**ACTION ITEM:**
Please output the lines shown below exactly as they appear.

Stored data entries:
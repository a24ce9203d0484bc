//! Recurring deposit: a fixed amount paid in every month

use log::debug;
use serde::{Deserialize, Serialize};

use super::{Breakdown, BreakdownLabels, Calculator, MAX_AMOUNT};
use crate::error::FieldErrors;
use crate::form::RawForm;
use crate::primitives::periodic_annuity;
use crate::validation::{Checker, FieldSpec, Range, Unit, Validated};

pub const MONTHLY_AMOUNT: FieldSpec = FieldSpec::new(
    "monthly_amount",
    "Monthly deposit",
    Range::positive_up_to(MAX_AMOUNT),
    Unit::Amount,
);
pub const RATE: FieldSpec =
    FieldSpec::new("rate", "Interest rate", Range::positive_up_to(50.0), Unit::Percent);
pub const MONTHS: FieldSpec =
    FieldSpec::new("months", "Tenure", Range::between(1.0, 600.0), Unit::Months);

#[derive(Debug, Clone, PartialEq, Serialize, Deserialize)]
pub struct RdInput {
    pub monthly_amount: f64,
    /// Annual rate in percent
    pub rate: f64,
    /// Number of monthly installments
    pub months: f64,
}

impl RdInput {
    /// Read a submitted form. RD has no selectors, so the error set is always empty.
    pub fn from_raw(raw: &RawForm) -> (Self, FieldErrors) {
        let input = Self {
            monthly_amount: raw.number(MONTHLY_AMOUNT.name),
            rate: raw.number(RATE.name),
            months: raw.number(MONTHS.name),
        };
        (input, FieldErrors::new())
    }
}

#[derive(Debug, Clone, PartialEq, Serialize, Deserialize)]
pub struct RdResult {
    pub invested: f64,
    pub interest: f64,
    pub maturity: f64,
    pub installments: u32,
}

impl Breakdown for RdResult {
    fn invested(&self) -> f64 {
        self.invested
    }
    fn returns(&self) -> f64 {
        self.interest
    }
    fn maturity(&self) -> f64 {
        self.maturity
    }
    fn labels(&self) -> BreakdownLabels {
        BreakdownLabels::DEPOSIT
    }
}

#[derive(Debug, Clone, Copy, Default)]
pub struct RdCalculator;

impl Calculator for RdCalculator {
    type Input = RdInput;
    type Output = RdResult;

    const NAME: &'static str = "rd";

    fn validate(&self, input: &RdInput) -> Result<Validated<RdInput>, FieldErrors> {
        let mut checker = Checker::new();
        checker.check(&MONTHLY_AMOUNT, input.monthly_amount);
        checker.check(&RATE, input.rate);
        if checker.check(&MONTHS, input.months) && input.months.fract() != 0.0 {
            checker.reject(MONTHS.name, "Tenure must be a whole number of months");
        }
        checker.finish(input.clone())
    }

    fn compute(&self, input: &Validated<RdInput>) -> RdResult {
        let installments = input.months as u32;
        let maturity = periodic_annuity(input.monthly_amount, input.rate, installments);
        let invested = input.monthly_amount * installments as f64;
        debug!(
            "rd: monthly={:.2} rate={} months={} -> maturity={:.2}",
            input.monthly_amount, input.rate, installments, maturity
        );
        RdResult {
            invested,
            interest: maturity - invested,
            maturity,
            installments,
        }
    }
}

**SOLUTION:**
repository a24ce9203d0484bc
//! Recurring deposit: a fixed amount paid in every month

use log::debug;
use serde::{Deserialize, Serialize};

use super::{Breakdown, BreakdownLabels, Calculator, MAX_AMOUNT};
use crate::error::FieldErrors;
use crate::form::RawForm;
use crate::primitives::periodic_annuity;
use crate::validation::{Checker, FieldSpec, Range, Unit, Validated};

pub const MONTHLY_AMOUNT: FieldSpec = FieldSpec::new(
    "monthly_amount",
    "Monthly deposit",
    Range::positive_up_to(MAX_AMOUNT),
    Unit::Amount,
);
pub const RATE: FieldSpec =
    FieldSpec::new("rate", "Interest rate", Range::positive_up_to(50.0), Unit::Percent);
pub const MONTHS: FieldSpec =
    FieldSpec::new("months", "Tenure", Range::between(1.0, 600.0), Unit::Months);

#[derive(Debug, Clone, PartialEq, Serialize, Deserialize)]
pub struct RdInput {
    pub monthly_amount: f64,
    /// Annual rate in percent
    pub rate: f64,
    /// Number of monthly installments
    pub months: f64,
}

impl RdInput {
    /// Read a submitted form. RD has no selectors, so the error set is always empty.
    pub fn from_raw(raw: &RawForm) -> (Self, FieldErrors) {
        let input = Self {
            monthly_amount: raw.number(MONTHLY_AMOUNT.name),
            rate: raw.number(RATE.name),
            months: raw.number(MONTHS.name),
        };
        (input, FieldErrors::new())
    }
}

#[derive(Debug, Clone, PartialEq, Serialize, Deserialize)]
pub struct RdResult {
    pub invested: f64,
    pub interest: f64,
    pub maturity: f64,
    pub installments: u32,
}

impl Breakdown for RdResult {
    fn invested(&self) -> f64 {
        self.invested
    }
    fn returns(&self) -> f64 {
        self.interest
    }
    fn maturity(&self) -> f64 {
        self.maturity
    }
    fn labels(&self) -> BreakdownLabels {
        BreakdownLabels::DEPOSIT
    }
}

#[derive(Debug, Clone, Copy, Default)]
pub struct RdCalculator;

impl Calculator for RdCalculator {
    type Input = RdInput;
    type Output = RdResult;

    const NAME: &'static str = "rd";

    fn validate(&self, input: &RdInput) -> Result<Validated<RdInput>, FieldErrors> {
        let mut checker = Checker::new();
        checker.check(&MONTHLY_AMOUNT, input.monthly_amount);
        checker.check(&RATE, input.rate);
        if checker.check(&MONTHS, input.months) && input.months.fract() != 0.0 {
            checker.reject(MONTHS.name, "Tenure must be a whole number of months");
        }
        checker.finish(input.clone())
    }

    fn compute(&self, input: &Validated<RdInput>) -> RdResult {
        let installments = input.months as u32;
        let maturity = periodic_annuity(input.monthly_amount, input.rate, installments);
        let invested = input.monthly_amount * installments as f64;
        debug!(
            "rd: monthly={:.2} rate={} months={} -> maturity={:.2}",
            input.monthly_amount, input.rate, installments, maturity
        );
        RdResult {
            invested,
            interest: maturity - invested,
            maturity,
            installments,
        }
    }
}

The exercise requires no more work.